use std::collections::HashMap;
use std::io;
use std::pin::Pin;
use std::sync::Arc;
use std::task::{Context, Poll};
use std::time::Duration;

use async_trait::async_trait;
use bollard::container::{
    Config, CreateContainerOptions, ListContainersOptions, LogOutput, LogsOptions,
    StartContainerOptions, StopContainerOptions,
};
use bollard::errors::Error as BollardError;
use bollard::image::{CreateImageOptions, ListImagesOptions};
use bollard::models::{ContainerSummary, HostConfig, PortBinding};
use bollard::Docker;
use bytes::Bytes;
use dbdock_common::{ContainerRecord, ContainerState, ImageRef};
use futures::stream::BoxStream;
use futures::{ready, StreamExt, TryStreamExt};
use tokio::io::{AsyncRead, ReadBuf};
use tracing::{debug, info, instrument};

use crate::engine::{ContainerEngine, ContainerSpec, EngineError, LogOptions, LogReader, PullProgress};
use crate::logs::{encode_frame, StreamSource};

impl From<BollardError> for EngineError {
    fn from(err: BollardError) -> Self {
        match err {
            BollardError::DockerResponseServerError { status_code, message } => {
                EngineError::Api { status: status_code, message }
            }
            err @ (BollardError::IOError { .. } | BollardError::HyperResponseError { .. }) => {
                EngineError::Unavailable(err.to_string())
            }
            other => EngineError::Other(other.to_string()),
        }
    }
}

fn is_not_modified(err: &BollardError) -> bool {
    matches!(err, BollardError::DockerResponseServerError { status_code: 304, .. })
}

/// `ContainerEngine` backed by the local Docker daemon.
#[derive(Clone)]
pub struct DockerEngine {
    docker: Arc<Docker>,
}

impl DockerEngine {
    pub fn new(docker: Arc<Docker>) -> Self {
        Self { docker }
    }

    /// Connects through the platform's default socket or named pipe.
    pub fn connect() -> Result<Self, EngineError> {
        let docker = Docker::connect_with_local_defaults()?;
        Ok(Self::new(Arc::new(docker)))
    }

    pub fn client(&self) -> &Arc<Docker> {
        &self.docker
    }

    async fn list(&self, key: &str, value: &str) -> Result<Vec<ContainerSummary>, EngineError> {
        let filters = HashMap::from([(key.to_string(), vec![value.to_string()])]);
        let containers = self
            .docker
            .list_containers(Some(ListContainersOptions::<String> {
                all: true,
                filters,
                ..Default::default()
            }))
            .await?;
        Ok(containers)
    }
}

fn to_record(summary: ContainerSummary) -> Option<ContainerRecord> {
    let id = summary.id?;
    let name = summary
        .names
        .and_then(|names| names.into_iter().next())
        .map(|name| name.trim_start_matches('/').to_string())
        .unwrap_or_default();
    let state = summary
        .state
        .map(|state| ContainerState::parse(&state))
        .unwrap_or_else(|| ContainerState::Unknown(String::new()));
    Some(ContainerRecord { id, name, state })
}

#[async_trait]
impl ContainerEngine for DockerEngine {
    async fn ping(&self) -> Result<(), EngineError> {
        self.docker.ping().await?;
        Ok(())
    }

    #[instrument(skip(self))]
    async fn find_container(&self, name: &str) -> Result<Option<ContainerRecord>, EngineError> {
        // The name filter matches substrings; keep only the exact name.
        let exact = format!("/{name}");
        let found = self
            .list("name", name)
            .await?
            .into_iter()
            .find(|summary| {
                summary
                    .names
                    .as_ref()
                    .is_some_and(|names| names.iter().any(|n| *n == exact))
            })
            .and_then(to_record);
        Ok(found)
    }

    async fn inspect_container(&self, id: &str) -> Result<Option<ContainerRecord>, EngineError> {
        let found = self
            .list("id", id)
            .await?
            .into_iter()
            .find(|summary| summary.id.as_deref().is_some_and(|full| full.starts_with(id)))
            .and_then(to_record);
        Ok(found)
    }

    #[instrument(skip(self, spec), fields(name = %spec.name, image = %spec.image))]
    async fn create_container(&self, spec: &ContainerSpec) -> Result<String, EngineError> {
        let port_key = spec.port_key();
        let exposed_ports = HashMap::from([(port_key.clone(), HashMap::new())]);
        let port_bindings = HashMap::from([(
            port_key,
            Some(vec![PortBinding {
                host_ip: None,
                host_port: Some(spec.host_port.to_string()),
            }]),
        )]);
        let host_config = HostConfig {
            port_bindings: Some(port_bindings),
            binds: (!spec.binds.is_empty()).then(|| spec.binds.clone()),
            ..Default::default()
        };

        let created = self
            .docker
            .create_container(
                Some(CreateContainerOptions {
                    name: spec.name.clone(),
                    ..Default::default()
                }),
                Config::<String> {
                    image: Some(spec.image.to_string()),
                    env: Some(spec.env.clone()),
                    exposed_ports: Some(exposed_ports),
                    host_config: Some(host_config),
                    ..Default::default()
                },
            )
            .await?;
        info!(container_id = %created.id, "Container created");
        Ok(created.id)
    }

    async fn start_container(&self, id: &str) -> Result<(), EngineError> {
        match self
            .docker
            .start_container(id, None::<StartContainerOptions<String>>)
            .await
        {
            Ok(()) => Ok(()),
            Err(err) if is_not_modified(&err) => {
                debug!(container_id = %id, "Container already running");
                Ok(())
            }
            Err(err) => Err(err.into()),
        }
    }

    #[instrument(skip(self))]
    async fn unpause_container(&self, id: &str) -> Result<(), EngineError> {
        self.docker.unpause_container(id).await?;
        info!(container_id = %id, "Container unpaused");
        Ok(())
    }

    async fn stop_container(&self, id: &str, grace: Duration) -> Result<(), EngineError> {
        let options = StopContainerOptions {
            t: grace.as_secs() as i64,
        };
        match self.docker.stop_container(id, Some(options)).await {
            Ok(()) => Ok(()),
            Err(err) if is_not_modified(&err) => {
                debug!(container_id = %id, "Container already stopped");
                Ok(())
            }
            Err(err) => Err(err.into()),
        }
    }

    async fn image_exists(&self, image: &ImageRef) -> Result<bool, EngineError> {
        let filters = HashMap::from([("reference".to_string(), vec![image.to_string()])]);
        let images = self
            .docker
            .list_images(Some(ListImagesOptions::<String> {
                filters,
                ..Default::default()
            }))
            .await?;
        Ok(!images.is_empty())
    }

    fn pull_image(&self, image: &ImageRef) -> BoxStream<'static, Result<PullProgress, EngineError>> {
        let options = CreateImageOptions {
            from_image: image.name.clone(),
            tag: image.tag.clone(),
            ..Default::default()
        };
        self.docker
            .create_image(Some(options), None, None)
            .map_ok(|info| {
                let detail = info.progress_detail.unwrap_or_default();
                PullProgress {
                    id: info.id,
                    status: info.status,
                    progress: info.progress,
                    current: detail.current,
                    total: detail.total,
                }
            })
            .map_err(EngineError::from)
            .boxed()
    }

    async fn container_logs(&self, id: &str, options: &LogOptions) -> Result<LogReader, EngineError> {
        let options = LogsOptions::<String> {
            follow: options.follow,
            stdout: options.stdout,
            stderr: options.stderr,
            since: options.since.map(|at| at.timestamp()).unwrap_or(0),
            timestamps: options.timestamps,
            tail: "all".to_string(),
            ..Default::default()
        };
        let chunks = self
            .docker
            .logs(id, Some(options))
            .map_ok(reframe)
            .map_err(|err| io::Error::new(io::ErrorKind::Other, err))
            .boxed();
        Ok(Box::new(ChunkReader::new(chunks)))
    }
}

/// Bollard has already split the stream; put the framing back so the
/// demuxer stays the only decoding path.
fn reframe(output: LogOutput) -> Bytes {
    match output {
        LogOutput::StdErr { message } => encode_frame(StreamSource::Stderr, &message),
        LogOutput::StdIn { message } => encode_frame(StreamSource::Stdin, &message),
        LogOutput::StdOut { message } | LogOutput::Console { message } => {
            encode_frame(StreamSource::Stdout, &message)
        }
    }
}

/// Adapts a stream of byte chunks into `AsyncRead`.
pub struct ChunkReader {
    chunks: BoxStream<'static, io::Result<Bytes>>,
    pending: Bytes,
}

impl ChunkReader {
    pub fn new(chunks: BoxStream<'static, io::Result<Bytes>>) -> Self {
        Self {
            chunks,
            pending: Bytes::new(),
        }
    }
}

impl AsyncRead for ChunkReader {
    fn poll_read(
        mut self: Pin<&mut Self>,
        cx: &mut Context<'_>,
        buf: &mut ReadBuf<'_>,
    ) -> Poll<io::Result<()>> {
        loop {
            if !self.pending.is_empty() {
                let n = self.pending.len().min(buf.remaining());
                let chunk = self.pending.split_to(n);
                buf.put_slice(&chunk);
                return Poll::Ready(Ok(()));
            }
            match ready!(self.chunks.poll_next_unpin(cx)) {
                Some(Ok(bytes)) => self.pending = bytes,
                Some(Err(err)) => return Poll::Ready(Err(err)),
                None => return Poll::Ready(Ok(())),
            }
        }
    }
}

------------------------------------------------------------------------

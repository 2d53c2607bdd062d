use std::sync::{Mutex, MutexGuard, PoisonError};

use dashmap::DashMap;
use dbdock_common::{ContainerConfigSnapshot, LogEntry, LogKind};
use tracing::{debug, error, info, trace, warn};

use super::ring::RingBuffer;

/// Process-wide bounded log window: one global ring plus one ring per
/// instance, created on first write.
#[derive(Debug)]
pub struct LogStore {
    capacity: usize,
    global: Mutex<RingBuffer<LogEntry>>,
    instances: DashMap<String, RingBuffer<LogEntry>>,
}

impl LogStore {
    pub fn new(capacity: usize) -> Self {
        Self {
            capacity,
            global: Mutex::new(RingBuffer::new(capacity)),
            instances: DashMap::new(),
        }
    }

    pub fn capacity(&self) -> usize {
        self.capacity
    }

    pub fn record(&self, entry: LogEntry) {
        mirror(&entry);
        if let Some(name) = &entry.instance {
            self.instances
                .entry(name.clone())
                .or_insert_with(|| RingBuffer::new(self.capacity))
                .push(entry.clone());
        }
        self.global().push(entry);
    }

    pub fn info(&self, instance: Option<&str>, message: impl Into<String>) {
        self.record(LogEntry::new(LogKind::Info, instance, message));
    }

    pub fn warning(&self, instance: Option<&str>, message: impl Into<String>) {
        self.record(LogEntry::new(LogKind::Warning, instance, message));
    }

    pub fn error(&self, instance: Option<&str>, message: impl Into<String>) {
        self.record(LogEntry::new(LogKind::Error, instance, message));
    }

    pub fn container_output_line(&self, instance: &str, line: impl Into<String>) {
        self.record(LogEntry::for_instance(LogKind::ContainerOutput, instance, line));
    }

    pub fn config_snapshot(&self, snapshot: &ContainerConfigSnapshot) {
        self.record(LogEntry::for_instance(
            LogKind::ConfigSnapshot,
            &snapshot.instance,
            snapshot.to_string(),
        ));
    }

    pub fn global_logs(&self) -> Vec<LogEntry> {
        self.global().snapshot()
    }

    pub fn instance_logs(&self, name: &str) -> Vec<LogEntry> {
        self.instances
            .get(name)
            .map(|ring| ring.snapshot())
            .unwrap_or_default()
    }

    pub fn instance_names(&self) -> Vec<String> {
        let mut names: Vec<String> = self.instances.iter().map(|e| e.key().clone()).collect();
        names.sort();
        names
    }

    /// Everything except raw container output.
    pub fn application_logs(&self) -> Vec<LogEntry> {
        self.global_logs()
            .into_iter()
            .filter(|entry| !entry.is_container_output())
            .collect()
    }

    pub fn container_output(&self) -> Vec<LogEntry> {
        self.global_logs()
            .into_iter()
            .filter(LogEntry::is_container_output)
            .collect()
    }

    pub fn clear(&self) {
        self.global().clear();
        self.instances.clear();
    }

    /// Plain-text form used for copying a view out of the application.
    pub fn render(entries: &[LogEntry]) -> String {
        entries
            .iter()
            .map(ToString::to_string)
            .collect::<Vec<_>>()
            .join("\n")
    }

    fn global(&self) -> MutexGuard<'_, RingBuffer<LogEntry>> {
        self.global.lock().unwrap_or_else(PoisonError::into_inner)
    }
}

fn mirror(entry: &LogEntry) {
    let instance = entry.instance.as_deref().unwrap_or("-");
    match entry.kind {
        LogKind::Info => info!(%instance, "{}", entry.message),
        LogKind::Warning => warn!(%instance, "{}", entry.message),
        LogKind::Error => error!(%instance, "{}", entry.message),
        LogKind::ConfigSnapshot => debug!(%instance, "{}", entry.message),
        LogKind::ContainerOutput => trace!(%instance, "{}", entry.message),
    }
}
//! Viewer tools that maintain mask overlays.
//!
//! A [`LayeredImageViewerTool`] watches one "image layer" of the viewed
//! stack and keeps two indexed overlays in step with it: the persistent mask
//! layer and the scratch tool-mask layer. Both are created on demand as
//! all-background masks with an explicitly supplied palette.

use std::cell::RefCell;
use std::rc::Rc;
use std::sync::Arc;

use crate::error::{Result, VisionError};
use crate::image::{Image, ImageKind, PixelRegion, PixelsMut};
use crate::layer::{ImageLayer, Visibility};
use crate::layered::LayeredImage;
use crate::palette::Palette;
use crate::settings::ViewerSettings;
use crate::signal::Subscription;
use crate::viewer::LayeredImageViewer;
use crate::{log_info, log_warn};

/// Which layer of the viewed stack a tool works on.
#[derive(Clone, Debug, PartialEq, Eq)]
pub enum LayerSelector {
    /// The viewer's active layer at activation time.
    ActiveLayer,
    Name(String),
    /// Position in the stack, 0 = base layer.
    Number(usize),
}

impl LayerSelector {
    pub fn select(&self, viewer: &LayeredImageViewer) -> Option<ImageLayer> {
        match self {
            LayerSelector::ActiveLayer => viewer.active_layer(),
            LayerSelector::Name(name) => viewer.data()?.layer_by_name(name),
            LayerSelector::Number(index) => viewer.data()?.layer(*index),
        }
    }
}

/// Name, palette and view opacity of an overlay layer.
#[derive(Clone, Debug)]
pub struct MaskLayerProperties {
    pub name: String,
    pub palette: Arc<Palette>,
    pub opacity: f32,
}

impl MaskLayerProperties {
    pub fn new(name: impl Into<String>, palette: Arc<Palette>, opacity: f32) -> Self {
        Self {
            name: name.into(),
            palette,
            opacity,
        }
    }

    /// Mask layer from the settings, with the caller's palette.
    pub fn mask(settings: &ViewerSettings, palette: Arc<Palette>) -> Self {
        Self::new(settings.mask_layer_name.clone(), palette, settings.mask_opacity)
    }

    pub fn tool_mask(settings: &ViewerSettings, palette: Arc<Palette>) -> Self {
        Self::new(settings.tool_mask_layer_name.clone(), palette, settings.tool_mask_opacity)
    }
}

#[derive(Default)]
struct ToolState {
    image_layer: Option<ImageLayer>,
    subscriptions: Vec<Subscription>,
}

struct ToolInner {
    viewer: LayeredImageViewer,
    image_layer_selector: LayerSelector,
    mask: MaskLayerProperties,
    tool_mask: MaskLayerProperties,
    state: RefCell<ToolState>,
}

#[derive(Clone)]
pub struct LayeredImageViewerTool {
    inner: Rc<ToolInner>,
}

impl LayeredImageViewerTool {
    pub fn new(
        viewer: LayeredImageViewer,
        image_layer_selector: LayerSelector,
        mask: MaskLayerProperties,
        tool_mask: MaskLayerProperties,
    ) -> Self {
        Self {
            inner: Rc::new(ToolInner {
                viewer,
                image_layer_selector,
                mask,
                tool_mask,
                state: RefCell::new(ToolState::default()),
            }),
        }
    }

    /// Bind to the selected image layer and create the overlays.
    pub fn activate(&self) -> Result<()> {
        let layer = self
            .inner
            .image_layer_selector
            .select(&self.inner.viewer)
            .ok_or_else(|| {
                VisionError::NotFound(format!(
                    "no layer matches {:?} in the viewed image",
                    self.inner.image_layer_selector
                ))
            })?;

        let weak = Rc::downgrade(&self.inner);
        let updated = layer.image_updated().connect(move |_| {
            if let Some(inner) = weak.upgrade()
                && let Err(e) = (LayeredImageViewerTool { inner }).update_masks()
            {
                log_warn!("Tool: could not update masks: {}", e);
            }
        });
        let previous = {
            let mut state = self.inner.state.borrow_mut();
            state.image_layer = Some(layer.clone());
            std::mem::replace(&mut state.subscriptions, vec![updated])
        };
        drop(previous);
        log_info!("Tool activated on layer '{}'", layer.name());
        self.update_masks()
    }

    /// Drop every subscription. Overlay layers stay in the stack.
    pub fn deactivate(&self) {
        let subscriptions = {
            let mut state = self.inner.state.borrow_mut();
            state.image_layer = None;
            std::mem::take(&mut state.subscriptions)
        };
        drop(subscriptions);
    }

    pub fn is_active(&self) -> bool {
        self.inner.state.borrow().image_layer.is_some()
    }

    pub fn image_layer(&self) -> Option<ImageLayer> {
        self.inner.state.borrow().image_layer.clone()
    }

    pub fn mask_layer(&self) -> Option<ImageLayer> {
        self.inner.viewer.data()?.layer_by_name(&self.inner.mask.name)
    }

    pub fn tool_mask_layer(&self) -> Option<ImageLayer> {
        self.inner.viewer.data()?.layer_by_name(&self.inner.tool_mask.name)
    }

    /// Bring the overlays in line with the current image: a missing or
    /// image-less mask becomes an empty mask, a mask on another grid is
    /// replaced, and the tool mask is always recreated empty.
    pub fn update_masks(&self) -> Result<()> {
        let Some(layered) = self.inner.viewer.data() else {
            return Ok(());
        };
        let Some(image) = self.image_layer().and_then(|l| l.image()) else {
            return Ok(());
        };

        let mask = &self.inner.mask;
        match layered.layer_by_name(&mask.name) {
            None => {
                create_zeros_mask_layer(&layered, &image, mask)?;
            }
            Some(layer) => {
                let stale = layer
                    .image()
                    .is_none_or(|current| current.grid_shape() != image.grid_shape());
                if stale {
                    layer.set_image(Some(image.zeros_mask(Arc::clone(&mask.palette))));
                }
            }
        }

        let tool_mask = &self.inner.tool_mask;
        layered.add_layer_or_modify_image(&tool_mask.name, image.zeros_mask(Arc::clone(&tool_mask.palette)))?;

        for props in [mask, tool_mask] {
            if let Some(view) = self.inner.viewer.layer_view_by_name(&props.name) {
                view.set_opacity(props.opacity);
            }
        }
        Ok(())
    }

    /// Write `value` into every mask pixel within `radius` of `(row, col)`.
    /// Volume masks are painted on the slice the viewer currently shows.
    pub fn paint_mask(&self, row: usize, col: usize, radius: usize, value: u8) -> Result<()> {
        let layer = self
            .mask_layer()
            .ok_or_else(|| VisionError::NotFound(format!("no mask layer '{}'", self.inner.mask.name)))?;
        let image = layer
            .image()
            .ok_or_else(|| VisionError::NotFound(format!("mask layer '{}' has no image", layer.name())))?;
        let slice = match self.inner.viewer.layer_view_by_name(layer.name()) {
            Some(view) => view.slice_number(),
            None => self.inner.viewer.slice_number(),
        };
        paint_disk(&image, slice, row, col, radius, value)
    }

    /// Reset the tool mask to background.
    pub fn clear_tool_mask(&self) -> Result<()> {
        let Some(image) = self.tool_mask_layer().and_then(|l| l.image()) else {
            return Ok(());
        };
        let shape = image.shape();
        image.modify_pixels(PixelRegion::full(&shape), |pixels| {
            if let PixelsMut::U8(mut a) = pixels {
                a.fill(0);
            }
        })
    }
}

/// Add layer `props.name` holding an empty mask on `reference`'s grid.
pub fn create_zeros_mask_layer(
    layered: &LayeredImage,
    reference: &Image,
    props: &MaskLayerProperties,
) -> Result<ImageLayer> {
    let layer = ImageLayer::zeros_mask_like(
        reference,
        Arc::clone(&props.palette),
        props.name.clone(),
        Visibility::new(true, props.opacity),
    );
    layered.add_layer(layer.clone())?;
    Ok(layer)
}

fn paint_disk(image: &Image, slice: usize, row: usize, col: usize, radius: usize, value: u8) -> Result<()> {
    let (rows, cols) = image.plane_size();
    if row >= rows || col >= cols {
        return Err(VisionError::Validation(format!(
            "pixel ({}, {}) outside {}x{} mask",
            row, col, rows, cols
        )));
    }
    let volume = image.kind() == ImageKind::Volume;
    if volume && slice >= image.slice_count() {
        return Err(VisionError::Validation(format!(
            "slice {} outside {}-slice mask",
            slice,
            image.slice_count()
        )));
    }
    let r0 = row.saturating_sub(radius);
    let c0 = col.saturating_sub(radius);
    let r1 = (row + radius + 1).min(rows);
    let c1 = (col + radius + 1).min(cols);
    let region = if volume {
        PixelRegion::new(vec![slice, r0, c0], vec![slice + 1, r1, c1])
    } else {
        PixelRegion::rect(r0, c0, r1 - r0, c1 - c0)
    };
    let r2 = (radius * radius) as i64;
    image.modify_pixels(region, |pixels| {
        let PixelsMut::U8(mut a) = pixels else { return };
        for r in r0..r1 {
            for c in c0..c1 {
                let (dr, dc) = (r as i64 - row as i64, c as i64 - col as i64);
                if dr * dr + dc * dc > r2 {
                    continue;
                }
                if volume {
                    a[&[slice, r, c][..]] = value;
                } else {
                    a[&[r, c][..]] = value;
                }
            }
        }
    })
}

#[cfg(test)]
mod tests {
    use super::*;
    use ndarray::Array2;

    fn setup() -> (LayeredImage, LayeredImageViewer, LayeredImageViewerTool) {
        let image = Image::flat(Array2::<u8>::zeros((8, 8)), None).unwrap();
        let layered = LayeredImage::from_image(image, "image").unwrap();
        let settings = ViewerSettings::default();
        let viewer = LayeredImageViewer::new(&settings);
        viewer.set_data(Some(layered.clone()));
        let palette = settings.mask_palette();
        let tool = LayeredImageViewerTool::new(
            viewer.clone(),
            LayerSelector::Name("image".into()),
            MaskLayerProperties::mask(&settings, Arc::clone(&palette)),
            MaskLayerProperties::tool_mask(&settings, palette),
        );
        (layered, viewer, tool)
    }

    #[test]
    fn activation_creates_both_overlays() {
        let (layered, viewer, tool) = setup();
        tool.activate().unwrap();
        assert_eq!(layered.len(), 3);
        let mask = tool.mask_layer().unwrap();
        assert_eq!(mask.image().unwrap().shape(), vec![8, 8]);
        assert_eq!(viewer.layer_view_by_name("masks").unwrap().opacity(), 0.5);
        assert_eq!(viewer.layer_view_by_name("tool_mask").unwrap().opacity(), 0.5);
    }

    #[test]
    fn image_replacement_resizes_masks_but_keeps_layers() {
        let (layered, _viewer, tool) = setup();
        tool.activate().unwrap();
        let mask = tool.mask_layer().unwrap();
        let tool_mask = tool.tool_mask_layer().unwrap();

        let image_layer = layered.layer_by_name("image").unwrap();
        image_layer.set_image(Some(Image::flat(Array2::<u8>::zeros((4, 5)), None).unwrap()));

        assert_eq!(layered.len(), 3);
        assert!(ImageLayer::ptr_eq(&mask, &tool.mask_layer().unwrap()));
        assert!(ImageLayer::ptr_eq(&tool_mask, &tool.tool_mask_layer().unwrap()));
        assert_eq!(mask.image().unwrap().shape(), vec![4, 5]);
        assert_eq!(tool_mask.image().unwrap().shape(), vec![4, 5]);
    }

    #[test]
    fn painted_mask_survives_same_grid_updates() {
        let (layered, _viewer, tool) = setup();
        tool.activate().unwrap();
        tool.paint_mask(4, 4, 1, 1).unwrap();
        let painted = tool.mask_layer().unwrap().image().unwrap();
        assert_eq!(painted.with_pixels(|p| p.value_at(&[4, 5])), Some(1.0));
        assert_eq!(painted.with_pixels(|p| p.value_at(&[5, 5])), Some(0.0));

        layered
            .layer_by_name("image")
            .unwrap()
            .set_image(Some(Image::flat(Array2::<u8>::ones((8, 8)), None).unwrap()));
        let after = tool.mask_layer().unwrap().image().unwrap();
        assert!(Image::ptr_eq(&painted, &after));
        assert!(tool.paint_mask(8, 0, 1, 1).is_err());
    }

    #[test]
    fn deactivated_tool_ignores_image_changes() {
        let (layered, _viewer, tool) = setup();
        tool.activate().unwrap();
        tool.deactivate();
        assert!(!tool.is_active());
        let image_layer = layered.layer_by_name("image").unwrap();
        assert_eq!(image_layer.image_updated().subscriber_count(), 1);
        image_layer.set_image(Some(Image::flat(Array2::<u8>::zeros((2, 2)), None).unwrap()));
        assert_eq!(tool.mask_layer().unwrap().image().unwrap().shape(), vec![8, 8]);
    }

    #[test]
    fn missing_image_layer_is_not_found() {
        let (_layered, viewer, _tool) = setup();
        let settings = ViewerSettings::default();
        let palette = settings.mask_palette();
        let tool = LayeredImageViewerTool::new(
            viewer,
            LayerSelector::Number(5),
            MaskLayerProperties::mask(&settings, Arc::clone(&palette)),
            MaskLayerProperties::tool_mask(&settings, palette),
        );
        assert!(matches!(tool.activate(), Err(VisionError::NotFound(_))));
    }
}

------------------------------------------------------------------------

Among the records above, only the lines between the line holding "an overlay layer." and the line holding "tool_mask(settings: &ViewerSettings, palette: Arc<Palette>)", inclusive, are to be output, exactly as written.

/// Name, palette and view opacity of an overlay layer.
#[derive(Clone, Debug)]
pub struct MaskLayerProperties {
    pub name: String,
    pub palette: Arc<Palette>,
    pub opacity: f32,
}

impl MaskLayerProperties {
    pub fn new(name: impl Into<String>, palette: Arc<Palette>, opacity: f32) -> Self {
        Self {
            name: name.into(),
            palette,
            opacity,
        }
    }

    /// Mask layer from the settings, with the caller's palette.
    pub fn mask(settings: &ViewerSettings, palette: Arc<Palette>) -> Self {
        Self::new(settings.mask_layer_name.clone(), palette, settings.mask_opacity)
    }

    pub fn tool_mask(settings: &ViewerSettings, palette: Arc<Palette>) -> Self {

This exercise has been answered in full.